▶ **Problem details**
Show every line of the data that includes the word "Deserialize".

BEGIN Study material

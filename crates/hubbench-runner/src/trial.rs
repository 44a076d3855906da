use std::sync::Arc;
use std::time::Duration;

use hubbench_core::{TrialConfig, TrialResult, MEASURE_ROUNDS};
use hubbench_hub::{
    Hub, HubConfig, HubStore, InMemoryRouteTable, NullSessionLifecycle, RouteTable, DB_FILE_NAME,
    DEFAULT_PAGE_LIMIT,
};
use rand::rngs::StdRng;
use rand::SeedableRng;
use serde::{Deserialize, Serialize};
use tracing::{debug, info};

use crate::client::ApiClient;
use crate::error::{StartupError, TrialError};
use crate::instrument::InstrumentedHub;
use crate::proxy::ProxyProcess;
use crate::seed::{seed_population, SESSION_TARGET_IP, SESSION_TARGET_PORT};

#[derive(Debug, Clone, Serialize, Deserialize)]
pub struct TrialOptions {
    #[serde(default)]
    pub with_proxy: bool,
    #[serde(default = "default_page_limit")]
    pub page_limit: u64,
}

fn default_page_limit() -> u64 {
    DEFAULT_PAGE_LIMIT
}

impl Default for TrialOptions {
    fn default() -> Self {
        Self {
            with_proxy: false,
            page_limit: DEFAULT_PAGE_LIMIT,
        }
    }
}

#[derive(Debug, Clone, Copy, PartialEq, Eq)]
pub enum TrialPhase {
    Init,
    Seeded,
    CollaboratorsInstalled,
    HubStarting,
    HubReady,
    Measuring,
    Done,
    Failed,
}

/// Runs exactly one configuration against a private backing store, a
/// fresh set of collaborators, and a fresh scheduler. Nothing survives
/// the trial scope; `Failed` is terminal and carries the originating
/// error to the caller.
pub struct TrialRunner {
    config: TrialConfig,
    options: TrialOptions,
    phase: TrialPhase,
}

impl TrialRunner {
    pub fn new(config: TrialConfig, options: TrialOptions) -> Self {
        Self {
            config,
            options,
            phase: TrialPhase::Init,
        }
    }

    pub fn phase(&self) -> TrialPhase {
        self.phase
    }

    pub fn run(&mut self) -> Result<TrialResult, TrialError> {
        match self.run_inner() {
            Ok(result) => {
                self.phase = TrialPhase::Done;
                Ok(result)
            }
            Err(err) => {
                self.phase = TrialPhase::Failed;
                info!(error = %err, kind = err.kind(), "trial failed");
                Err(err)
            }
        }
    }

    fn advance(&mut self, phase: TrialPhase) {
        debug!(from = ?self.phase, to = ?phase, "trial phase");
        self.phase = phase;
    }

    fn run_inner(&mut self) -> Result<TrialResult, TrialError> {
        self.config.validate()?;
        let scratch = tempfile::tempdir().map_err(StartupError::Scratch)?;
        let db_path = scratch.path().join(DB_FILE_NAME);

        let seed = {
            let store = HubStore::open(&db_path)?;
            let mut rng = StdRng::from_entropy();
            seed_population(&store, &self.config, &mut rng)?
        };
        self.advance(TrialPhase::Seeded);

        let proxy = if self.options.with_proxy {
            let default_target = format!("http://{SESSION_TARGET_IP}:{SESSION_TARGET_PORT}");
            Some(ProxyProcess::spawn(&default_target)?)
        } else {
            None
        };
        let lifecycle = Arc::new(NullSessionLifecycle::new());
        let routes: Arc<dyn RouteTable> = match &proxy {
            Some(proxy) => Arc::new(proxy.route_table()),
            None => Arc::new(InMemoryRouteTable::new()),
        };
        self.advance(TrialPhase::CollaboratorsInstalled);

        let mut hub_config = HubConfig::new(db_path);
        hub_config.page_limit = self.options.page_limit;
        let hub = Hub::new(hub_config, lifecycle, routes);

        // fresh cooperative scheduler, scoped to this trial and torn
        // down with it on every exit path
        let runtime = tokio::runtime::Builder::new_current_thread()
            .enable_all()
            .build()
            .map_err(StartupError::Scheduler)?;
        self.advance(TrialPhase::HubStarting);

        let (instrumented, restore, samples) = runtime.block_on(async {
            let http = reqwest::Client::new();
            if let Some(proxy) = &proxy {
                proxy.wait_ready(&http).await?;
            }

            let mut instrumented = InstrumentedHub::new(hub);
            instrumented.init_store()?;
            let restore = instrumented.restore_sessions().await?;
            let handle = instrumented.serve_api().await?;
            if self.config.population > 0 {
                instrumented.wait_ready(&http, &handle.api_url()).await?;
            }
            self.advance(TrialPhase::HubReady);

            let samples = if self.config.population == 0 {
                // degenerate trial: nothing to list, the api is never contacted
                vec![Duration::ZERO; MEASURE_ROUNDS]
            } else {
                let api =
                    ApiClient::new(http.clone(), handle.base_url(), seed.admin_token.clone());
                self.advance(TrialPhase::Measuring);
                api.measure(MEASURE_ROUNDS).await?
            };
            handle.shutdown().await;
            Ok::<_, TrialError>((instrumented, restore, samples))
        })?;
        drop(runtime);

        let result = TrialResult {
            running: restore.running as usize,
            startup: instrumented.startup_latency(),
            session_restore: instrumented.session_restore_latency(),
            first_api_round: samples.first().copied().unwrap_or_default(),
            second_api_round: samples.get(1).copied().unwrap_or_default(),
        };
        info!(
            population = self.config.population,
            requested = self.config.active,
            running = result.running,
            startup_secs = result.startup.as_secs_f64(),
            "trial complete"
        );
        Ok(result)
    }
}

pub fn run_trial(config: &TrialConfig, options: &TrialOptions) -> Result<TrialResult, TrialError> {
    TrialRunner::new(*config, options.clone()).run()
}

END Study material

▶ **Solution below**
use serde::{Deserialize, Serialize};
#[derive(Debug, Clone, Serialize, Deserialize)]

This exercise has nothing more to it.